Quizzes Have A New Lease on Life (Semester Review Part 1)

It’s the end of my third semester teaching.  It’s the first semester that I’ve used a radically different grading policy.  I’ve got a pile of stuff in the “drafts” folder that I’d like to clear out; so, this is the first in a series of Semester In Review posts.  Since the major change that I made was about assessment, it makes sense to start there.

Test Schedule Before

3-4 major tests, each 2 hours long, stressful, difficult, full of challenging synthesis problems.  Answers were rarely numbers; more often they were recommendations, arguments in favour/against a position, etc.

Result:

Students who entered the program with strong problem-solving skills were able to display those skills.  The rest found that the best strategy was to throw as much stuff at the paper as they could think of, and hope that something stuck.  The tests were awful to grade.  It was often unclear whether students actually believed their own train of thought.  If they were on the wrong track, it was hard to tell which part they didn’t understand.  There were often many defensible answers, and it was easy to award full marks to any one of them; but there was no really fair way to award fractional marks.  The students took one look at their mark, shrugged, and filed the test paper in the “forget” pile.  If they didn’t have any insight into their problem-solving habits before the test, they had none after.  Those who did poorly had no idea what to improve — or that there was any point in improving, since the points couldn’t be gotten back and they couldn’t know that those skills would be needed next semester or maybe next week.

Test Schedule After

Now I give shorter quizzes every week instead of long tests/exams.  The quizzes include both “exercises” (applying standard procedures) and “problems” (questions requiring students to synthesize, choose or evaluate procedures, etc.).  For any synthesis skill, I also assess the components individually.
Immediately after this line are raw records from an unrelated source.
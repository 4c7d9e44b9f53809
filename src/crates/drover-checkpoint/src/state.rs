//! Durable export progress state
//!
//! [`CheckpointState`] is the record a run leaves behind so the next run
//! can pick up where it stopped. The persisted field names are a stable
//! contract: any tool that reads or writes checkpoint files produced by
//! other implementations of this pipeline must keep them byte-for-byte
//! (`lastProcessedOffset`, `batchesProcessed`, `recordsProcessed`,
//! `lastProcessedTimestamp`, `completed`, `errorMessage`).
//!
//! The state is owned and mutated by the export controller only; stores
//! serialize and deserialize it on request but never change it.

use serde::{Deserialize, Serialize};

/// Timestamp format: ISO-8601-like local date-time, no zone offset
const TIMESTAMP_FORMAT: &str = "%Y-%m-%dT%H:%M:%S%.3f";

/// Progress record for one export job
///
/// Constructed fresh (all zero, not completed, no error) when no usable
/// persisted state exists. Unknown fields in persisted files are ignored
/// on read so newer writers can add fields without breaking older readers.
#[derive(Debug, Clone, PartialEq, Serialize, Deserialize)]
#[serde(rename_all = "camelCase", default)]
pub struct CheckpointState {
    /// Logical position in the source for the next read
    pub last_processed_offset: u64,

    /// Number of successfully committed batches
    pub batches_processed: u64,

    /// Cumulative count of exported records
    pub records_processed: u64,

    /// Wall-clock time of the last state change; advisory only
    pub last_processed_timestamp: String,

    /// Terminal success flag; set exactly once per job
    pub completed: bool,

    /// Failure description from the run that set it, if any
    #[serde(skip_serializing_if = "Option::is_none")]
    pub error_message: Option<String>,
}

impl CheckpointState {
    /// Create a fresh state for a job that has not exported anything yet
    pub fn new() -> Self {
        Self {
            last_processed_offset: 0,
            batches_processed: 0,
            records_processed: 0,
            last_processed_timestamp: now_timestamp(),
            completed: false,
            error_message: None,
        }
    }

    /// Commit one successful batch
    ///
    /// `new_offset` is the absolute position after the batch, not a delta.
    /// The offset never moves backwards and a completed state is never
    /// advanced.
    pub fn advance(&mut self, new_offset: u64, batch_record_count: u64) {
        debug_assert!(!self.completed, "advanced a completed checkpoint");
        debug_assert!(
            new_offset >= self.last_processed_offset,
            "offset moved backwards: {} -> {}",
            self.last_processed_offset,
            new_offset
        );

        self.last_processed_offset = new_offset;
        self.batches_processed += 1;
        self.records_processed += batch_record_count;
        self.touch();
    }

    /// Record a failure; offset and counters are left untouched
    pub fn fail(&mut self, message: impl Into<String>) {
        self.error_message = Some(message.into());
        self.touch();
    }

    /// Mark the job finished
    ///
    /// Terminal: completion clears any stale error from an earlier,
    /// since-recovered run, so a completed state never carries one.
    pub fn mark_completed(&mut self) {
        self.completed = true;
        self.error_message = None;
        self.touch();
    }

    /// True once the job has finished successfully
    pub fn is_completed(&self) -> bool {
        self.completed
    }

    /// True if a prior run recorded a failure
    pub fn has_error(&self) -> bool {
        self.error_message.is_some()
    }

    fn touch(&mut self) {
        self.last_processed_timestamp = now_timestamp();
    }
}

impl Default for CheckpointState {
    fn default() -> Self {
        Self::new()
    }
}

fn now_timestamp() -> String {
    chrono::Local::now().format(TIMESTAMP_FORMAT).to_string()
}
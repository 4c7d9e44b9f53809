//! Error types for the export pipeline
//!
//! Provides a unified error type shared by the controller, the sink writer,
//! and the collaborator adapters.

use std::fmt;

/// Result type alias for export operations
pub type Result<T> = std::result::Result<T, ExportError>;

/// Main error type for export operations
#[derive(Debug)]
pub enum ExportError {
    /// Configuration error
    Config(String),

    /// Fatal source error (connectivity or query failure); never retried
    Source(anyhow::Error),

    /// Sink transport error surfaced outside the retry loop
    Sink(anyhow::Error),

    /// The run was cancelled by a stop request
    Cancelled,

    /// IO error
    Io(std::io::Error),

    /// Serialization/deserialization error
    Serde(serde_json::Error),

    /// Generic error with message
    Other(String),
}

impl fmt::Display for ExportError {
    fn fmt(&self, f: &mut fmt::Formatter<'_>) -> fmt::Result {
        match self {
            Self::Config(msg) => write!(f, "Configuration error: {}", msg),
            Self::Source(err) => write!(f, "Source error: {}", err),
            Self::Sink(err) => write!(f, "Sink error: {}", err),
            Self::Cancelled => write!(f, "Export cancelled by stop request"),
            Self::Io(err) => write!(f, "IO error: {}", err),
            Self::Serde(err) => write!(f, "Serialization error: {}", err),
            Self::Other(msg) => write!(f, "{}", msg),
        }
    }
}

impl std::error::Error for ExportError {
    fn source(&self) -> Option<&(dyn std::error::Error + 'static)> {
        match self {
            Self::Source(err) | Self::Sink(err) => Some(err.as_ref()),
            Self::Io(err) => Some(err),
            Self::Serde(err) => Some(err),
            _ => None,
        }
    }
}

// Conversions from common error types
impl From<std::io::Error> for ExportError {
    fn from(err: std::io::Error) -> Self {
        Self::Io(err)
    }
}

impl From<serde_json::Error> for ExportError {
    fn from(err: serde_json::Error) -> Self {
        Self::Serde(err)
    }
}

impl From<String> for ExportError {
    fn from(msg: String) -> Self {
        Self::Other(msg)
    }
}

impl From<&str> for ExportError {
    fn from(msg: &str) -> Self {
        Self::Other(msg.to_string())
    }
}
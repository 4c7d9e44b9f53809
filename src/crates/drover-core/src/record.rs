//! Source record model and key derivation
//!
//! A [`Record`] is one row fetched from the source: an open mapping from
//! field name to [`FieldValue`]. Records carry no inherent identity; a sink
//! key is derived at send time via [`Record::key`].

use serde::Serialize;
use std::collections::BTreeMap;
use uuid::Uuid;

/// Field name conventionally treated as a record's natural key
pub const NATURAL_KEY_FIELD: &str = "id";

/// A single field value of a source record
///
/// Serializes untagged, so a record's payload is plain self-describing JSON
/// (`null`, numbers, strings, arrays, objects). Byte sequences serialize as
/// arrays of numbers.
#[derive(Debug, Clone, PartialEq, Serialize)]
#[serde(untagged)]
pub enum FieldValue {
    Null,
    Bool(bool),
    Int(i64),
    Float(f64),
    Text(String),
    Bytes(Vec<u8>),
    List(Vec<FieldValue>),
    Map(BTreeMap<String, FieldValue>),
}

impl FieldValue {
    /// Render this value as a sink key, if it is scalar enough to be one
    ///
    /// Null values and collections make no sense as keys and yield `None`.
    pub fn as_key(&self) -> Option<String> {
        match self {
            Self::Text(s) => Some(s.clone()),
            Self::Int(n) => Some(n.to_string()),
            Self::Float(n) => Some(n.to_string()),
            Self::Bool(b) => Some(b.to_string()),
            Self::Null | Self::Bytes(_) | Self::List(_) | Self::Map(_) => None,
        }
    }
}

impl From<bool> for FieldValue {
    fn from(v: bool) -> Self {
        Self::Bool(v)
    }
}

impl From<i64> for FieldValue {
    fn from(v: i64) -> Self {
        Self::Int(v)
    }
}

impl From<f64> for FieldValue {
    fn from(v: f64) -> Self {
        Self::Float(v)
    }
}

impl From<&str> for FieldValue {
    fn from(v: &str) -> Self {
        Self::Text(v.to_string())
    }
}

impl From<String> for FieldValue {
    fn from(v: String) -> Self {
        Self::Text(v)
    }
}

impl From<Vec<u8>> for FieldValue {
    fn from(v: Vec<u8>) -> Self {
        Self::Bytes(v)
    }
}

/// One source row: an ordered mapping from field name to value
#[derive(Debug, Clone, PartialEq, Default, Serialize)]
#[serde(transparent)]
pub struct Record {
    fields: BTreeMap<String, FieldValue>,
}

impl Record {
    /// Create an empty record
    pub fn new() -> Self {
        Self::default()
    }

    /// Set a field value
    pub fn insert(&mut self, name: impl Into<String>, value: impl Into<FieldValue>) {
        self.fields.insert(name.into(), value.into());
    }

    /// Look up a field value
    pub fn get(&self, name: &str) -> Option<&FieldValue> {
        self.fields.get(name)
    }

    /// Number of fields
    pub fn len(&self) -> usize {
        self.fields.len()
    }

    /// True if the record has no fields
    pub fn is_empty(&self) -> bool {
        self.fields.is_empty()
    }

    /// Iterate over fields in name order
    pub fn iter(&self) -> impl Iterator<Item = (&String, &FieldValue)> {
        self.fields.iter()
    }

    /// Derive the sink key for this record
    ///
    /// Uses the natural `id` field when present and scalar; otherwise
    /// synthesizes a fresh random UUID, so repeated calls on a keyless
    /// record yield distinct keys.
    pub fn key(&self) -> String {
        self.get(NATURAL_KEY_FIELD)
            .and_then(FieldValue::as_key)
            .unwrap_or_else(|| Uuid::new_v4().to_string())
    }

    /// Serialize this record to its sink payload (self-describing JSON text)
    pub fn to_payload(&self) -> Result<String, serde_json::Error> {
        serde_json::to_string(self)
    }
}

impl FromIterator<(String, FieldValue)> for Record {
    fn from_iter<I: IntoIterator<Item = (String, FieldValue)>>(iter: I) -> Self {
        Self {
            fields: iter.into_iter().collect(),
        }
    }
}

#[cfg(test)]
mod tests {
    use super::*;

    fn sample_record() -> Record {
        let mut record = Record::new();
        record.insert("id", 42i64);
        record.insert("name", "ada");
        record.insert("active", true);
        record
    }

    #[test]
    fn test_key_from_natural_id() {
        let record = sample_record();
        assert_eq!(record.key(), "42");
    }

    #[test]
    fn test_key_from_text_id() {
        let mut record = Record::new();
        record.insert("id", "user-7");
        assert_eq!(record.key(), "user-7");
    }

    #[test]
    fn test_key_synthesized_when_id_missing() {
        let mut record = Record::new();
        record.insert("name", "ada");

        let key = record.key();
        assert_eq!(Uuid::parse_str(&key).unwrap().get_version_num(), 4);
    }

    #[test]
    fn test_key_synthesized_when_id_is_null() {
        let mut record = Record::new();
        record.insert("id", FieldValue::Null);

        let key = record.key();
        assert!(Uuid::parse_str(&key).is_ok());
    }

    #[test]
    fn test_synthesized_keys_are_distinct() {
        let record = Record::new();
        assert_ne!(record.key(), record.key());
    }

    #[test]
    fn test_payload_is_self_describing_json() {
        let record = sample_record();
        let payload = record.to_payload().unwrap();

        let value: serde_json::Value = serde_json::from_str(&payload).unwrap();
        assert_eq!(value["id"], 42);
        assert_eq!(value["name"], "ada");
        assert_eq!(value["active"], true);
    }

    #[test]
    fn test_payload_null_and_bytes() {
        let mut record = Record::new();
        record.insert("blob", vec![1u8, 2, 255]);
        record.insert("gone", FieldValue::Null);

        let payload = record.to_payload().unwrap();
        let value: serde_json::Value = serde_json::from_str(&payload).unwrap();
        assert_eq!(value["blob"], serde_json::json!([1, 2, 255]));
        assert!(value["gone"].is_null());
    }

    #[test]
    fn test_payload_nested_collections() {
        let mut record = Record::new();
        record.insert(
            "tags",
            FieldValue::List(vec!["a".into(), "b".into()]),
        );

        let payload = record.to_payload().unwrap();
        assert!(payload.contains(r#""tags":["a","b"]"#));
    }

    #[test]
    fn test_field_order_is_stable() {
        let mut record = Record::new();
        record.insert("z", 1i64);
        record.insert("a", 2i64);

        let payload = record.to_payload().unwrap();
        assert!(payload.find(r#""a""#).unwrap() < payload.find(r#""z""#).unwrap());
    }

    #[test]
    fn test_len_and_iteration_follow_the_fields() {
        assert!(Record::new().is_empty());

        let record = sample_record();
        assert_eq!(record.len(), 3);
        assert!(!record.is_empty());

        let names: Vec<&str> = record.iter().map(|(name, _)| name.as_str()).collect();
        assert_eq!(names, ["active", "id", "name"]);
    }
}
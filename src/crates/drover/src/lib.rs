//! # drover - Resumable Bulk Export Pipeline
//!
//! A one-shot exporter that drives records from a paginated tabular
//! source into a partitioned record stream, committing progress to a
//! durable checkpoint after every accepted batch. Kill it at any point
//! and the next run resumes from the last committed offset.
//!
//! ## Features
//!
//! - **Offset-window pagination** - fixed-size batches over a configured
//!   order column
//! - **Durable resume** - a JSON checkpoint advances only on batch commit
//! - **Bounded retry** - linear capped backoff and an ack timeout per send
//! - **Health gate** - a breaker over consecutive exhausted sends halts
//!   a run the sink can no longer absorb
//! - **Batch acceptance** - a batch commits when at most 10% of its
//!   records fail
//! - **Cooperative stop** - SIGINT/SIGTERM finish or abandon the current
//!   batch, never corrupt the checkpoint
//!
//! ## Quick Start
//!
//! ```rust,no_run
//! use drover::config::DroverConfig;
//! use drover::exporter::Exporter;
//! use drover::retry::RetryPolicy;
//! use drover::shutdown::ShutdownCoordinator;
//! use drover::sink::{FileStreamTransport, SinkWriter};
//! use drover::source::SqliteSource;
//! use drover_checkpoint::JsonFileCheckpointStore;
//! use std::path::Path;
//!
//! # async fn example() -> anyhow::Result<()> {
//! let config = DroverConfig::load(Path::new("drover.toml"))?;
//!
//! let source = SqliteSource::connect(&config.source).await?;
//! let transport = FileStreamTransport::new(
//!     Path::new(&config.sink.directory),
//!     &config.sink.topic,
//!     &config.sink.client_id,
//!     config.sink.partitions,
//! )
//! .await?;
//! let store = JsonFileCheckpointStore::new(&config.export.checkpoint_file);
//!
//! let shutdown = ShutdownCoordinator::new();
//! let writer = SinkWriter::new(transport, RetryPolicy::from(&config.retry), shutdown.clone());
//! let mut exporter = Exporter::new(source, writer, store, config.export, shutdown);
//!
//! let outcome = exporter.run().await?;
//! println!("export {}", outcome);
//! # Ok(())
//! # }
//! ```
//!
//! ## Architecture
//!
//! The controller in [`exporter`] is the only place runs are sequenced;
//! the source, the sink transport, and the checkpoint store are trait
//! objects behind `drover-core` / `drover-checkpoint` seams, so tests
//! script them and deployments swap them.

// Core modules
pub mod config;
pub mod exporter;
pub mod health;
pub mod logging;
pub mod retry;
pub mod shutdown;
pub mod sink;
pub mod source;
pub mod version;

// Re-export key types for convenience
pub use config::DroverConfig;
pub use exporter::{BatchDelivery, Exporter, RunOutcome};
pub use health::{HealthState, SinkHealth};
pub use retry::RetryPolicy;
pub use shutdown::ShutdownCoordinator;
pub use sink::{FileStreamTransport, SinkWriter};
pub use source::SqliteSource;

// Re-export the collaborator seams alongside the engine
pub use drover_checkpoint::{CheckpointState, CheckpointStore, InMemoryCheckpointStore, JsonFileCheckpointStore};
pub use drover_core::{ExportError, FieldValue, Record, Result, SinkTransport, SourceReader};

// Re-export the build identity banner
pub use version::banner as version_banner;
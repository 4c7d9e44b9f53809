//! Sink side of the pipeline
//!
//! [`SinkWriter`] owns the per-record delivery state machine (retry,
//! ack timeout, health accounting); [`FileStreamTransport`] is the
//! bundled transport it drives.

pub mod file;
pub mod writer;

pub use file::FileStreamTransport;
pub use writer::SinkWriter;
There are no fractional grades; you’ve either demonstrated the skill or not.  I store each skill’s status (complete or incomplete) as a 1 or 0 in my gradebook.  If you miss a question, you can ask to retry it any Wednesday afternoon.  As many Wednesdays as you want (I reserve the right to redirect students who are reassessing without making progress).

Result:

I have a better grip on what each student does and doesn’t know.  They have a better grip on their own understanding.  Grading is easier and faster. Students actually go back and fix up their misunderstandings.  This makes the rest of the courses infinitely less painful — for all of us.

Then there are the Wednesday reassessments.  Mostly they’re just a quiz buffet.  As each student finishes their quiz(zes), they sit down with me to find out how they did.  We review the quiz together, which has all the above-mentioned benefits about immediate feedback.  But there’s another hidden gem here: this is an instant tutoring session — on exactly what they need to learn.  Some students who would not otherwise book a tutoring session with me end up sitting down and having conversations about all kinds of things.

Quizzes have a new lease on life.  If students don’t necessarily salivate at the thought of another one, at least quizzes don’t seem like “the enemy” any more.  A class discussion recently concluded “the more quizzes, the better.”  Yes, there’s some point-chasing and question-memorizing tucked in there.  But there’s some willingness, maybe even eagerness, to discover progress.  It’s a start.